The effect of interest rates on their results

Juan Roig has found in recent years a new and lucrative source of income for Mercadona that goes beyond the sale of products in its stores: the management of your treasury He reported 180 million euros in 2024, 13% of its total benefits.

The context. The increase in interest rates has turned the Mercadona Treasury into a machine to generate benefits, going from contributing only 5 million in 2022 (0.7% of the benefit) to 180 million in 2024 (13% of the benefit).

This phenomenon is directly related to the supermarket business model, where customers pay at the time of purchase, generating surpluses of liquidity that can be deposited in banking entities.

  • Simpler: Mercadona charges its customers instantly but pays its suppliers to installs, allowing you to accumulate billions in the bank generating interest.

In figures. Mercadona closed 2024 with benefits of 1,384 million euros37% more than in 2023, with 5,692 million in cash and liquid assets equivalent to the end of the year.

  • The financial result has multiplied by 36 in three years: 5 million in 2022 to 180 million in 2024.
  • The total turnover reached 38,800 million, 9% more than in 2023.
Annual Mercadona benefit
Annual Mercadona benefit

What has happened. He End of the negative types cycle in 2022 It was a turning point in the financial management of the Valencian company. Although the Euribor ranged between 3.7% and 2.4% for 2024, Mercadona was improving its financial margin through more efficient management.

Roig’s company has increased its financial benefits even when interest rates have shown a downward trend. That demonstrates active management.
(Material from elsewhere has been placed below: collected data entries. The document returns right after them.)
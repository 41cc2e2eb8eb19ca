use crate::core::error::Result;
use crate::core::types::Value;
use crate::dialect::{
    check_enum, foreign_key_clauses, get_db_type, is_implicit_index, quoted_columns, SqlDialect,
    DATETIME_TEXT_FORMAT,
};
use crate::schema::{ColumnDefinition, ColumnIndex, DatabaseDefinition, DatabaseType, IndexKind, TableDefinition};

/// SQLite: dynamic typing, so dates and addresses are stored as text, and
/// UUIDs as text unless the column is declared binary
#[derive(Debug, Clone, Copy, Default)]
pub struct SqliteDialect;

impl SqliteDialect {
    /// `INTEGER PRIMARY KEY AUTOINCREMENT` only works inline on a single-column key
    fn inline_primary_key(table: &TableDefinition) -> Option<usize> {
        match table.primary_keys.as_slice() {
            [only] if table.columns[*only].auto_increment => Some(*only),
            _ => None,
        }
    }
}

impl SqlDialect for SqliteDialect {
    fn database_type(&self) -> DatabaseType {
        DatabaseType::Sqlite
    }

    fn parameter_marker(&self, name: &str) -> String {
        format!("@{}", name)
    }

    fn quote_identifier(&self, name: &str) -> String {
        format!("\"{}\"", name.replace('"', "\"\""))
    }

    fn limit_offset(&self, limit: Option<u64>, offset: Option<u64>) -> Option<String> {
        match (limit, offset) {
            (None, None) => None,
            (Some(l), None) => Some(format!("LIMIT {}", l)),
            (Some(l), Some(o)) => Some(format!("LIMIT {} OFFSET {}", l, o)),
            (None, Some(o)) => Some(format!("LIMIT -1 OFFSET {}", o)),
        }
    }

    fn write_value(&self, column: &ColumnDefinition, value: &Value) -> Result<Value> {
        check_enum(column, value)?;
        let written = match value {
            Value::Bool(b) => Value::Int(*b as i64),
            Value::Uuid(u) => match get_db_type(column, DatabaseType::Sqlite)?.name.as_str() {
                "binary" | "varbinary" | "blob" => Value::Bytes(u.as_bytes().to_vec()),
                _ => Value::Text(u.hyphenated().to_string()),
            },
            Value::DateTime(d) => Value::Text(d.format(DATETIME_TEXT_FORMAT).to_string()),
            Value::Date(d) => Value::Text(d.format("%Y-%m-%d").to_string()),
            Value::IpAddr(ip) => Value::Text(ip.to_string()),
            other => other.clone(),
        };
        Ok(written)
    }

    fn create_table_sql(&self, database: &DatabaseDefinition, table: &TableDefinition) -> Result<String> {
        let inline_pk = Self::inline_primary_key(table);
        let mut lines = Vec::with_capacity(table.columns.len() + 1);
        for column in &table.columns {
            let name = self.quote_identifier(&column.name);
            if inline_pk == Some(column.index()) {
                lines.push(format!("{} INTEGER PRIMARY KEY AUTOINCREMENT", name));
                continue;
            }
            let mut line = format!("{} {}", name, self.column_type_sql(column)?);
            if !column.nullable {
                line.push_str(" NOT NULL");
            }
            lines.push(line);
        }
        if inline_pk.is_none() && table.has_primary_key() {
            lines.push(format!("PRIMARY KEY ({})", quoted_columns(self, table, &table.primary_keys)));
        }
        lines.extend(foreign_key_clauses(self, database, table));
        Ok(format!(
            "CREATE TABLE IF NOT EXISTS {} (\n  {}\n)",
            self.quote_identifier(&table.name),
            lines.join(",\n  ")
        ))
    }

    fn create_index_sql(&self, table: &TableDefinition, index: &ColumnIndex) -> Option<String> {
        if is_implicit_index(index) {
            return None;
        }
        let unique = if index.kind == IndexKind::Unique { "UNIQUE " } else { "" };
        Some(format!(
            "CREATE {}INDEX IF NOT EXISTS {} ON {} ({})",
            unique,
            self.quote_identifier(&index.name),
            self.quote_identifier(&table.name),
            quoted_columns(self, table, &index.columns)
        ))
    }
}

#[cfg(test)]
mod tests {
    use super::*;
    use crate::schema::{ColumnBuilder, DatabaseBuilder, HostType, TableBuilder};
    use uuid::Uuid;

    fn database() -> DatabaseDefinition {
        DatabaseBuilder::new("app")
            .table(
                TableBuilder::new("users")
                    .column(ColumnBuilder::new("id", HostType::Uuid).primary_key())
                    .column(ColumnBuilder::new("active", HostType::Bool))
                    .column(ColumnBuilder::new("email", HostType::String).nullable())
                    .unique("uq_users_email", &["email"]),
            )
            .table(
                TableBuilder::new("posts")
                    .column(ColumnBuilder::new("id", HostType::Int64).primary_key().auto_increment())
                    .column(ColumnBuilder::new("author_id", HostType::Uuid))
                    .foreign_key("author_id", "users", "id", "author", "posts"),
            )
            .build()
            .unwrap()
    }

    #[test]
    fn uuid_primary_key_is_text() {
        let db = database();
        let sql = SqliteDialect.create_table_sql(&db, &db.tables[0]).unwrap();
        assert!(sql.contains(r#""id" TEXT NOT NULL"#), "{}", sql);
        assert!(sql.contains(r#""email" TEXT,"#), "{}", sql);
        assert!(sql.contains(r#"PRIMARY KEY ("id")"#), "{}", sql);

        let id = Uuid::new_v4();
        let written = SqliteDialect.write_value(&db.tables[0].columns[0], &Value::Uuid(id)).unwrap();
        assert_eq!(written, Value::Text(id.to_string()));
        assert_eq!(
            SqliteDialect.write_value(&db.tables[0].columns[1], &Value::Bool(true)).unwrap(),
            Value::Int(1)
        );
    }

    #[test]
    fn uuid_declared_as_blob_is_bound_as_bytes() {
        let db = DatabaseBuilder::new("app")
            .table(
                TableBuilder::new("sessions")
                    .column(ColumnBuilder::new("id", HostType::Int64).primary_key())
                    .column(ColumnBuilder::new("token", HostType::Uuid).db_type(DatabaseType::Sqlite, "blob")),
            )
            .build()
            .unwrap();
        let sessions = &db.tables[0];
        let sql = SqliteDialect.create_table_sql(&db, sessions).unwrap();
        assert!(sql.contains(r#""token" BLOB NOT NULL"#), "{}", sql);

        let token = Uuid::new_v4();
        let written = SqliteDialect.write_value(&sessions.columns[1], &Value::Uuid(token)).unwrap();
        assert_eq!(written, Value::Bytes(token.as_bytes().to_vec()));
        assert_eq!(SqliteDialect.read_value(&sessions.columns[1], written).unwrap(), Value::Uuid(token));
    }

    #[test]
    fn auto_increment_key_is_inline() {
        let db = database();
        let sql = SqliteDialect.create_table_sql(&db, &db.tables[1]).unwrap();
        assert!(sql.contains(r#""id" INTEGER PRIMARY KEY AUTOINCREMENT"#), "{}", sql);
        assert!(!sql.contains("PRIMARY KEY (\"id\")"), "{}", sql);
        assert!(
            sql.contains(r#"CONSTRAINT "fk_posts_author_id" FOREIGN KEY ("author_id") REFERENCES "users" ("id")"#),
            "{}",
            sql
        );
    }

    #[test]
    fn secondary_indices_are_separate_statements() {
        let db = database();
        let users = &db.tables[0];
        let statements: Vec<String> = users
            .indices
            .iter()
            .filter_map(|i| SqliteDialect.create_index_sql(users, i))
            .collect();
        assert_eq!(
            statements,
            vec![r#"CREATE UNIQUE INDEX IF NOT EXISTS "uq_users_email" ON "users" ("email")"#.to_string()]
        );
    }

    #[test]
    fn offset_without_limit() {
        assert_eq!(SqliteDialect.limit_offset(None, Some(3)).as_deref(), Some("LIMIT -1 OFFSET 3"));
        assert_eq!(SqliteDialect.limit_offset(None, None), None);
    }
}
Between bambalins. This improvement in financial income coincides with the culmination of the process of transformation of its supermarkets. Mercadona invested 419 million in 2024 to adapt stores to Efficient model “Store 8” (Diaphanous spaces, prepared dishes section, term and acoustic insulation …), 231 million less than in 2023.
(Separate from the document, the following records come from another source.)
use std::collections::HashSet;
use std::sync::{Arc, OnceLock};
use regex::Regex;
use crate::core::config::CacheSettings;
use crate::core::error::{Error, Result};
use crate::dialect::types::resolve_column_type;
use crate::schema::column::{ColumnDefinition, DefaultValue, HostType, ValueProperty};
use crate::schema::database::DatabaseDefinition;
use crate::schema::db_type::{DatabaseColumnType, DatabaseType};
use crate::schema::relation::{ColumnIndex, IndexKind, RelationDefinition, RelationPart, RelationSide};
use crate::schema::table::TableDefinition;
use crate::schema::{ColumnId, RelationId, TableId};

fn identifier_pattern() -> &'static Regex {
    static PATTERN: OnceLock<Regex> = OnceLock::new();
    PATTERN.get_or_init(|| Regex::new(r"^[A-Za-z_][A-Za-z0-9_]*$").expect("static pattern"))
}

/// Descriptor for one column, normally emitted by a code generator
#[derive(Debug, Clone)]
pub struct ColumnBuilder {
    name: String,
    property: Option<String>,
    host_type: HostType,
    db_types: Vec<(DatabaseType, String)>,
    nullable: bool,
    auto_increment: bool,
    primary_key: bool,
    default: Option<DefaultValue>,
}

impl ColumnBuilder {
    pub fn new(name: &str, host_type: HostType) -> Self {
        ColumnBuilder {
            name: name.to_string(),
            property: None,
            host_type,
            db_types: Vec::new(),
            nullable: false,
            auto_increment: false,
            primary_key: false,
            default: None,
        }
    }

    pub fn property(mut self, name: &str) -> Self {
        self.property = Some(name.to_string());
        self
    }

    /// Declare the column type for one backend, e.g. `(DatabaseType::MySql, "varchar(50)")`
    pub fn db_type(mut self, database: DatabaseType, declaration: &str) -> Self {
        self.db_types.push((database, declaration.to_string()));
        self
    }

    pub fn nullable(mut self) -> Self {
        self.nullable = true;
        self
    }

    pub fn primary_key(mut self) -> Self {
        self.primary_key = true;
        self
    }

    pub fn auto_increment(mut self) -> Self {
        self.auto_increment = true;
        self
    }

    pub fn default_value(mut self, default: DefaultValue) -> Self {
        self.default = Some(default);
        self
    }
}

#[derive(Debug, Clone)]
struct ForeignKeySpec {
    column: String,
    references_table: String,
    references_column: String,
    constraint: String,
    /// Navigation name from this table to the referenced row
    name: String,
    /// Navigation name from the referenced table back to this one
    inverse_name: String,
}

#[derive(Debug, Clone)]
pub struct TableBuilder {
    name: String,
    model: Option<String>,
    columns: Vec<ColumnBuilder>,
    indices: Vec<(String, Vec<String>, bool)>,
    foreign_keys: Vec<ForeignKeySpec>,
    use_cache: bool,
}

impl TableBuilder {
    pub fn new(name: &str) -> Self {
        TableBuilder {
            name: name.to_string(),
            model: None,
            columns: Vec::new(),
            indices: Vec::new(),
            foreign_keys: Vec::new(),
            use_cache: true,
        }
    }

    pub fn model(mut self, model: &str) -> Self {
        self.model = Some(model.to_string());
        self
    }

    pub fn column(mut self, column: ColumnBuilder) -> Self {
        self.columns.push(column);
        self
    }

    pub fn index(mut self, name: &str, columns: &[&str]) -> Self {
        self.indices.push((name.to_string(), columns.iter().map(|c| c.to_string()).collect(), false));
        self
    }

    pub fn unique(mut self, name: &str, columns: &[&str]) -> Self {
        self.indices.push((name.to_string(), columns.iter().map(|c| c.to_string()).collect(), true));
        self
    }

    /// `column` references `table.references`; `name` navigates to the parent,
    /// `inverse_name` navigates from the parent to its children
    pub fn foreign_key(
        mut self,
        column: &str,
        table: &str,
        references: &str,
        name: &str,
        inverse_name: &str,
    ) -> Self {
        self.foreign_keys.push(ForeignKeySpec {
            column: column.to_string(),
            references_table: table.to_string(),
            references_column: references.to_string(),
            constraint: format!("fk_{}_{}", self.name, column),
            name: name.to_string(),
            inverse_name: inverse_name.to_string(),
        });
        self
    }

    pub fn no_cache(mut self) -> Self {
        self.use_cache = false;
        self
    }
}

/// Builds and validates a `DatabaseDefinition`.
///
/// All problems found are collected and reported together.
#[derive(Debug, Clone)]
pub struct DatabaseBuilder {
    name: String,
    model_type: String,
    tables: Vec<TableBuilder>,
    cache: CacheSettings,
}

impl DatabaseBuilder {
    pub fn new(name: &str) -> Self {
        DatabaseBuilder {
            name: name.to_string(),
            model_type: name.to_string(),
            tables: Vec::new(),
            cache: CacheSettings::default(),
        }
    }

    pub fn model_type(mut self, model_type: &str) -> Self {
        self.model_type = model_type.to_string();
        self
    }

    pub fn table(mut self, table: TableBuilder) -> Self {
        self.tables.push(table);
        self
    }

    pub fn cache(mut self, settings: CacheSettings) -> Self {
        self.cache = settings;
        self
    }

    pub fn build(self) -> Result<DatabaseDefinition> {
        let mut errors = Vec::new();
        let mut tables = Vec::with_capacity(self.tables.len());
        let mut seen_tables = HashSet::new();

        for (table_index, tb) in self.tables.iter().enumerate() {
            if !seen_tables.insert(tb.name.clone()) {
                errors.push(Error::invalid_model(format!(
                    "database '{}' declares table '{}' more than once",
                    self.name, tb.name
                )));
                continue;
            }
            check_identifier(&tb.name, &format!("table '{}'", tb.name), &mut errors);
            tables.push(build_table(TableId(table_index), tb, &mut errors));
        }

        if !errors.is_empty() {
            return Err(Error::aggregate(errors));
        }

        let mut relations = Vec::new();
        for tb in &self.tables {
            for fk in &tb.foreign_keys {
                match link_foreign_key(&mut tables, &tb.name, fk, RelationId(relations.len())) {
                    Ok(relation) => relations.push(relation),
                    Err(e) => errors.push(e),
                }
            }
        }

        for table in &mut tables {
            let model = table.model_name.clone();
            for column in &mut table.columns {
                for database in DatabaseType::BACKENDS {
                    match resolve_column_type(&column.db_types, &column.property.host_type, database) {
                        Some(ty) => column.resolved.push(ty),
                        None => errors.push(Error::invalid_model(format!(
                            "cannot resolve a {} type for column '{}.{}' (model '{}', property '{}', host type {})",
                            database, table.name, column.name, model, column.property.name, column.property.host_type
                        ))),
                    }
                }
            }
        }

        if !errors.is_empty() {
            return Err(Error::aggregate(errors));
        }

        let mut cache = self.cache;
        cache.validate()?;
        cache.apply_defaults();

        Ok(DatabaseDefinition {
            name: self.name,
            model_type: self.model_type,
            tables: tables.into_iter().map(Arc::new).collect(),
            relations,
            cache,
        })
    }
}

fn check_identifier(name: &str, what: &str, errors: &mut Vec<Error>) {
    if !identifier_pattern().is_match(name) {
        errors.push(Error::invalid_model(format!("{} has an invalid identifier '{}'", what, name)));
    }
}

fn build_table(id: TableId, tb: &TableBuilder, errors: &mut Vec<Error>) -> TableDefinition {
    let model_name = tb.model.clone().unwrap_or_else(|| tb.name.clone());
    let mut columns = Vec::with_capacity(tb.columns.len());
    let mut seen = HashSet::new();

    for cb in &tb.columns {
        let what = format!("column '{}.{}'", tb.name, cb.name);
        check_identifier(&cb.name, &what, errors);
        if !seen.insert(cb.name.clone()) {
            errors.push(Error::invalid_model(format!("{} is declared more than once", what)));
            continue;
        }
        let mut db_types = Vec::new();
        for (database, declaration) in &cb.db_types {
            match DatabaseColumnType::parse(*database, declaration) {
                Ok(ty) => db_types.push(ty),
                Err(e) => errors.push(Error::invalid_model(format!(
                    "{} (model '{}'): {}",
                    what, model_name, e.context
                ))),
            }
        }
        if cb.primary_key && cb.nullable {
            errors.push(Error::invalid_model(format!("{} is a primary key and cannot be nullable", what)));
        }
        columns.push(ColumnDefinition {
            id: ColumnId { table: id, index: columns.len() },
            name: cb.name.clone(),
            db_types,
            nullable: cb.nullable,
            auto_increment: cb.auto_increment,
            primary_key: cb.primary_key,
            foreign_key: false,
            property: ValueProperty {
                name: cb.property.clone().unwrap_or_else(|| cb.name.clone()),
                host_type: cb.host_type.clone(),
                default: cb.default.clone(),
            },
            resolved: Vec::new(),
        });
    }

    let primary_keys: Vec<usize> = columns.iter().filter(|c| c.primary_key).map(|c| c.id.index).collect();
    let mut indices = Vec::new();
    if !primary_keys.is_empty() {
        indices.push(ColumnIndex {
            name: format!("pk_{}", tb.name),
            table: id,
            columns: primary_keys.clone(),
            kind: IndexKind::PrimaryKey,
            relation_parts: Vec::new(),
        });
    }

    for (name, cols, unique) in &tb.indices {
        let mut positions = Vec::new();
        for col in cols {
            match columns.iter().position(|c| &c.name == col) {
                Some(pos) => positions.push(pos),
                None => errors.push(Error::invalid_model(format!(
                    "index '{}' on table '{}' references unknown column '{}'",
                    name, tb.name, col
                ))),
            }
        }
        indices.push(ColumnIndex {
            name: name.clone(),
            table: id,
            columns: positions,
            kind: if *unique { IndexKind::Unique } else { IndexKind::Index },
            relation_parts: Vec::new(),
        });
    }

    TableDefinition {
        id,
        name: tb.name.clone(),
        model_name,
        columns,
        primary_keys,
        indices,
        use_cache: tb.use_cache,
    }
}

/// Reuse a non-primary index on exactly `column` or add one of `kind`
fn ensure_index(table: &mut TableDefinition, column: usize, kind: IndexKind, name: String) -> usize {
    if let Some(pos) = table.index_on_column(column) {
        if kind == IndexKind::ForeignKey && table.indices[pos].kind == IndexKind::Index {
            table.indices[pos].kind = IndexKind::ForeignKey;
        }
        return pos;
    }
    table.indices.push(ColumnIndex {
        name,
        table: table.id,
        columns: vec![column],
        kind,
        relation_parts: Vec::new(),
    });
    table.indices.len() - 1
}

fn link_foreign_key(
    tables: &mut [TableDefinition],
    table_name: &str,
    fk: &ForeignKeySpec,
    relation_id: RelationId,
) -> Result<RelationDefinition> {
    let fk_table = tables
        .iter()
        .position(|t| t.name == table_name)
        .ok_or_else(|| Error::invalid_model(format!("unknown table '{}'", table_name)))?;
    let ck_table = tables
        .iter()
        .position(|t| t.name == fk.references_table)
        .ok_or_else(|| {
            Error::invalid_model(format!(
                "foreign key '{}' on '{}.{}' references unknown table '{}'",
                fk.constraint, table_name, fk.column, fk.references_table
            ))
        })?;
    let fk_column = tables[fk_table].column_index(&fk.column).ok_or_else(|| {
        Error::invalid_model(format!(
            "foreign key '{}' uses unknown column '{}.{}'",
            fk.constraint, table_name, fk.column
        ))
    })?;
    let ck_column = tables[ck_table].column_index(&fk.references_column).ok_or_else(|| {
        Error::invalid_model(format!(
            "foreign key '{}' references unknown column '{}.{}'",
            fk.constraint, fk.references_table, fk.references_column
        ))
    })?;

    tables[fk_table].columns[fk_column].foreign_key = true;
    let fk_index = ensure_index(&mut tables[fk_table], fk_column, IndexKind::ForeignKey, fk.constraint.clone());

    let ck_is_pk = tables[ck_table].primary_keys == [ck_column];
    let ck_index = if ck_is_pk {
        0
    } else {
        let name = format!("uq_{}_{}", fk.references_table, fk.references_column);
        ensure_index(&mut tables[ck_table], ck_column, IndexKind::Unique, name)
    };

    tables[fk_table].indices[fk_index]
        .relation_parts
        .push((relation_id, RelationSide::ForeignKey));
    tables[ck_table].indices[ck_index]
        .relation_parts
        .push((relation_id, RelationSide::CandidateKey));

    Ok(RelationDefinition {
        id: relation_id,
        constraint_name: fk.constraint.clone(),
        foreign_key: RelationPart {
            relation: relation_id,
            side: RelationSide::ForeignKey,
            table: TableId(fk_table),
            index: fk_index,
            name: fk.name.clone(),
        },
        candidate_key: RelationPart {
            relation: relation_id,
            side: RelationSide::CandidateKey,
            table: TableId(ck_table),
            index: ck_index,
            name: fk.inverse_name.clone(),
        },
    })
}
The combination of savings in investments (231 million) and the improvement of the financial margin (additional 92 million compared to 2023) explains much of the increase in the benefit.
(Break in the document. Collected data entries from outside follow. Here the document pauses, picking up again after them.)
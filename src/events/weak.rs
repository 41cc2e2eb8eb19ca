use std::any::Any;
use std::panic::{self, AssertUnwindSafe};
use std::sync::{Arc, Weak};
use dashmap::DashMap;
use parking_lot::Mutex;
use crate::core::error::Result;

type Target = dyn Any + Send + Sync;
type Invoke<A> = Arc<dyn Fn(Option<&Target>, &dyn Any, &A) -> Result<()> + Send + Sync>;

struct Subscription<A> {
    /// `None` for static handlers
    target: Option<Weak<Target>>,
    target_id: usize,
    handler_id: usize,
    invoke: Invoke<A>,
}

impl<A> Subscription<A> {
    fn is_alive(&self) -> bool {
        match &self.target {
            Some(weak) => weak.strong_count() > 0,
            None => true,
        }
    }

    fn matches(&self, target_id: usize, handler_id: usize) -> bool {
        self.target_id == target_id && self.handler_id == handler_id
    }
}

/// Event registry that never keeps a subscriber alive.
///
/// Subscribers are held through `Weak` and identified by allocation address
/// plus handler function pointer, so subscribing the same pair twice is a
/// no-op. Dead entries are pruned on the next dispatch or subscribe of their
/// event. Handler errors and panics are logged and never reach the caller.
pub struct WeakEventManager<A: 'static> {
    events: DashMap<String, Arc<Mutex<Vec<Subscription<A>>>>>,
}

impl<A: 'static> Default for WeakEventManager<A> {
    fn default() -> Self {
        WeakEventManager { events: DashMap::new() }
    }
}

impl<A: 'static> WeakEventManager<A> {
    pub fn new() -> Self {
        Self::default()
    }

    fn list(&self, event: &str) -> Arc<Mutex<Vec<Subscription<A>>>> {
        if let Some(list) = self.events.get(event) {
            return list.value().clone();
        }
        self.events.entry(event.to_string()).or_default().value().clone()
    }

    fn add(&self, event: &str, subscription: Subscription<A>) -> bool {
        let list = self.list(event);
        let mut subs = list.lock();
        subs.retain(Subscription::is_alive);
        if subs.iter().any(|s| s.matches(subscription.target_id, subscription.handler_id)) {
            return false;
        }
        subs.push(subscription);
        true
    }

    fn remove(&self, event: &str, target_id: usize, handler_id: usize) -> bool {
        let Some(list) = self.events.get(event).map(|l| l.value().clone()) else {
            return false;
        };
        let mut subs = list.lock();
        let before = subs.len();
        subs.retain(|s| s.is_alive() && !s.matches(target_id, handler_id));
        subs.len() < before
    }

    /// Register `handler` to run with `subscriber` on `event`. Returns false if already registered.
    pub fn subscribe<T>(&self, event: &str, subscriber: &Arc<T>, handler: fn(&T, &dyn Any, &A) -> Result<()>) -> bool
    where
        T: Any + Send + Sync,
    {
        let strong: Arc<Target> = subscriber.clone();
        let invoke: Invoke<A> = Arc::new(move |target: Option<&Target>, sender: &dyn Any, args: &A| {
            match target.and_then(|t| t.downcast_ref::<T>()) {
                Some(t) => handler(t, sender, args),
                None => Ok(()),
            }
        });
        self.add(
            event,
            Subscription {
                target: Some(Arc::downgrade(&strong)),
                target_id: address(subscriber),
                handler_id: handler as usize,
                invoke,
            },
        )
    }

    /// Register a handler with no subscriber object
    pub fn subscribe_static(&self, event: &str, handler: fn(&dyn Any, &A) -> Result<()>) -> bool {
        let invoke: Invoke<A> = Arc::new(move |_: Option<&Target>, sender: &dyn Any, args: &A| handler(sender, args));
        self.add(
            event,
            Subscription {
                target: None,
                target_id: 0,
                handler_id: handler as usize,
                invoke,
            },
        )
    }

    pub fn unsubscribe<T>(&self, event: &str, subscriber: &Arc<T>, handler: fn(&T, &dyn Any, &A) -> Result<()>) -> bool
    where
        T: Any + Send + Sync,
    {
        self.remove(event, address(subscriber), handler as usize)
    }

    pub fn unsubscribe_static(&self, event: &str, handler: fn(&dyn Any, &A) -> Result<()>) -> bool {
        self.remove(event, 0, handler as usize)
    }

    /// Invoke every live handler of `event`; returns how many ran successfully
    pub fn dispatch(&self, event: &str, sender: &dyn Any, args: &A) -> usize {
        let Some(list) = self.events.get(event).map(|l| l.value().clone()) else {
            return 0;
        };
        // upgrade under the lock, invoke outside it so handlers may (un)subscribe
        let live: Vec<(Option<Arc<Target>>, Invoke<A>)> = {
            let mut subs = list.lock();
            subs.retain(Subscription::is_alive);
            subs.iter()
                .filter_map(|s| match &s.target {
                    Some(weak) => weak.upgrade().map(|t| (Some(t), s.invoke.clone())),
                    None => Some((None, s.invoke.clone())),
                })
                .collect()
        };

        let mut delivered = 0;
        for (target, invoke) in live {
            let outcome = panic::catch_unwind(AssertUnwindSafe(|| (*invoke)(target.as_deref(), sender, args)));
            match outcome {
                Ok(Ok(())) => delivered += 1,
                Ok(Err(e)) => log::warn!("handler for event '{}' failed: {}", event, e),
                Err(_) => log::error!("handler for event '{}' panicked", event),
            }
        }
        delivered
    }

    /// Live subscriptions for `event`
    pub fn subscriber_count(&self, event: &str) -> usize {
        self.events
            .get(event)
            .map(|l| l.value().lock().iter().filter(|s| s.is_alive()).count())
            .unwrap_or(0)
    }

    pub fn clear(&self) {
        self.events.clear();
    }
}

fn address<T>(value: &Arc<T>) -> usize {
    Arc::as_ptr(value) as *const () as usize
}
Deepen. The Phenomenon of Mercadona is an example of a trend among large retail companies with a lot of cash generation: diversification towards financial activities taking advantage of their liquidity surpluses. This “hidden bank” within the supermarket company has become an extra competitive advantage against chains with lower financial muscle.

By 2025, Mercadona provides for a more moderate growth in sales (3.5%, up to 40,100 million) and a consolidation of the benefit. If we read the latter between the lines we can intuit that they anticipate a lower interest rates scenario in the future.